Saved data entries
+===+

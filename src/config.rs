use crate::error::ConfigError;
use serde::{Deserialize, Serialize};
use std::env;
use std::path::Path;
use std::time::Duration;

/// Where the one-time seed batch comes from and how much of it to keep.
///
/// Every field has a default, so a config file only names what it changes:
///
/// ```text
/// {"url": "http://localhost:8080/comments", "batch_size": 5}
/// ```
#[derive(Debug, Clone, PartialEq, Eq, Serialize, Deserialize)]
#[serde(default)]
pub struct SeedConfig {
    /// Endpoint returning a JSON array of records with `email` and `body`.
    pub url: String,

    /// How many records become entries. Extra records are ignored.
    pub batch_size: usize,

    /// Request timeout for the seed fetch, in seconds.
    pub timeout_secs: u64,
}

impl SeedConfig {
    pub const DEFAULT_URL: &'static str = "https://jsonplaceholder.typicode.com/comments";
    pub const DEFAULT_BATCH_SIZE: usize = 20;
    pub const DEFAULT_TIMEOUT_SECS: u64 = 10;

    pub const URL_VAR: &'static str = "DIARYFOLD_SEED_URL";
    pub const BATCH_VAR: &'static str = "DIARYFOLD_SEED_BATCH";
    pub const TIMEOUT_VAR: &'static str = "DIARYFOLD_SEED_TIMEOUT_SECS";

    /// Load a JSON config file. Missing fields take their defaults.
    ///
    /// # Errors
    ///
    /// Returns [`ConfigError::Io`] if the file cannot be read and
    /// [`ConfigError::Parse`] if it is not a valid config object.
    pub fn from_file(path: impl AsRef<Path>) -> Result<Self, ConfigError> {
        let contents = std::fs::read_to_string(path)?;
        Ok(serde_json::from_str(&contents)?)
    }

    /// Overlay `DIARYFOLD_SEED_URL`, `DIARYFOLD_SEED_BATCH` and
    /// `DIARYFOLD_SEED_TIMEOUT_SECS` when they are set.
    ///
    /// # Errors
    ///
    /// Returns [`ConfigError::InvalidValue`] if a numeric variable does not parse.
    pub fn with_env_overrides(self) -> Result<Self, ConfigError> {
        self.with_overrides(|key| env::var(key).ok())
    }

    /// Same as [`with_env_overrides`](SeedConfig::with_env_overrides) with a
    /// custom variable lookup.
    pub fn with_overrides(
        mut self,
        lookup: impl Fn(&str) -> Option<String>,
    ) -> Result<Self, ConfigError> {
        if let Some(url) = lookup(Self::URL_VAR) {
            self.url = url;
        }
        if let Some(raw) = lookup(Self::BATCH_VAR) {
            self.batch_size = parse_var(Self::BATCH_VAR, raw)?;
        }
        if let Some(raw) = lookup(Self::TIMEOUT_VAR) {
            self.timeout_secs = parse_var(Self::TIMEOUT_VAR, raw)?;
        }
        Ok(self)
    }

    pub fn with_url(mut self, url: impl Into<String>) -> Self {
        self.url = url.into();
        self
    }

    pub fn with_batch_size(mut self, batch_size: usize) -> Self {
        self.batch_size = batch_size;
        self
    }

    pub fn with_timeout_secs(mut self, timeout_secs: u64) -> Self {
        self.timeout_secs = timeout_secs;
        self
    }

    pub fn timeout(&self) -> Duration {
        Duration::from_secs(self.timeout_secs)
    }
}

impl Default for SeedConfig {
    fn default() -> Self {
        SeedConfig {
            url: Self::DEFAULT_URL.to_string(),
            batch_size: Self::DEFAULT_BATCH_SIZE,
            timeout_secs: Self::DEFAULT_TIMEOUT_SECS,
        }
    }
}

fn parse_var<T: std::str::FromStr>(key: &'static str, raw: String) -> Result<T, ConfigError> {
    raw.trim()
        .parse()
        .map_err(|_| ConfigError::InvalidValue { key, value: raw })
}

+===+

• **Your assignment**
What you return must match the data line for line.

• **Answer to the exercise**
filename src/config.rs
use crate::error::ConfigError;
use serde::{Deserialize, Serialize};
use std::env;
use std::path::Path;
use std::time::Duration;

/// Where the one-time seed batch comes from and how much of it to keep.
///
/// Every field has a default, so a config file only names what it changes:
///
/// ```text
/// {"url": "http://localhost:8080/comments", "batch_size": 5}
/// ```
#[derive(Debug, Clone, PartialEq, Eq, Serialize, Deserialize)]
#[serde(default)]
pub struct SeedConfig {
    /// Endpoint returning a JSON array of records with `email` and `body`.
    pub url: String,

    /// How many records become entries. Extra records are ignored.
    pub batch_size: usize,

    /// Request timeout for the seed fetch, in seconds.
    pub timeout_secs: u64,
}

impl SeedConfig {
    pub const DEFAULT_URL: &'static str = "https://jsonplaceholder.typicode.com/comments";
    pub const DEFAULT_BATCH_SIZE: usize = 20;
    pub const DEFAULT_TIMEOUT_SECS: u64 = 10;

    pub const URL_VAR: &'static str = "DIARYFOLD_SEED_URL";
    pub const BATCH_VAR: &'static str = "DIARYFOLD_SEED_BATCH";
    pub const TIMEOUT_VAR: &'static str = "DIARYFOLD_SEED_TIMEOUT_SECS";

    /// Load a JSON config file. Missing fields take their defaults.
    ///
    /// # Errors
    ///
    /// Returns [`ConfigError::Io`] if the file cannot be read and
    /// [`ConfigError::Parse`] if it is not a valid config object.
    pub fn from_file(path: impl AsRef<Path>) -> Result<Self, ConfigError> {
        let contents = std::fs::read_to_string(path)?;
        Ok(serde_json::from_str(&contents)?)
    }

    /// Overlay `DIARYFOLD_SEED_URL`, `DIARYFOLD_SEED_BATCH` and
    /// `DIARYFOLD_SEED_TIMEOUT_SECS` when they are set.
    ///
    /// # Errors
    ///
    /// Returns [`ConfigError::InvalidValue`] if a numeric variable does not parse.
    pub fn with_env_overrides(self) -> Result<Self, ConfigError> {
        self.with_overrides(|key| env::var(key).ok())
    }

    /// Same as [`with_env_overrides`](SeedConfig::with_env_overrides) with a
    /// custom variable lookup.
    pub fn with_overrides(
        mut self,
        lookup: impl Fn(&str) -> Option<String>,
    ) -> Result<Self, ConfigError> {
        if let Some(url) = lookup(Self::URL_VAR) {
            self.url = url;
        }
        if let Some(raw) = lookup(Self::BATCH_VAR) {
            self.batch_size = parse_var(Self::BATCH_VAR, raw)?;
        }
        if let Some(raw) = lookup(Self::TIMEOUT_VAR) {
            self.timeout_secs = parse_var(Self::TIMEOUT_VAR, raw)?;
        }
        Ok(self)
    }

    pub fn with_url(mut self, url: impl Into<String>) -> Self {
        self.url = url.into();
        self
    }

    pub fn with_batch_size(mut self, batch_size: usize) -> Self {
        self.batch_size = batch_size;
        self
    }

    pub fn with_timeout_secs(mut self, timeout_secs: u64) -> Self {
        self.timeout_secs = timeout_secs;
        self
    }

    pub fn timeout(&self) -> Duration {
        Duration::from_secs(self.timeout_secs)
    }
}

impl Default for SeedConfig {
    fn default() -> Self {
        SeedConfig {
            url: Self::DEFAULT_URL.to_string(),
            batch_size: Self::DEFAULT_BATCH_SIZE,
            timeout_secs: Self::DEFAULT_TIMEOUT_SECS,
        }
    }
}

fn parse_var<T: std::str::FromStr>(key: &'static str, raw: String) -> Result<T, ConfigError> {
    raw.trim()
        .parse()
        .map_err(|_| ConfigError::InvalidValue { key, value: raw })
}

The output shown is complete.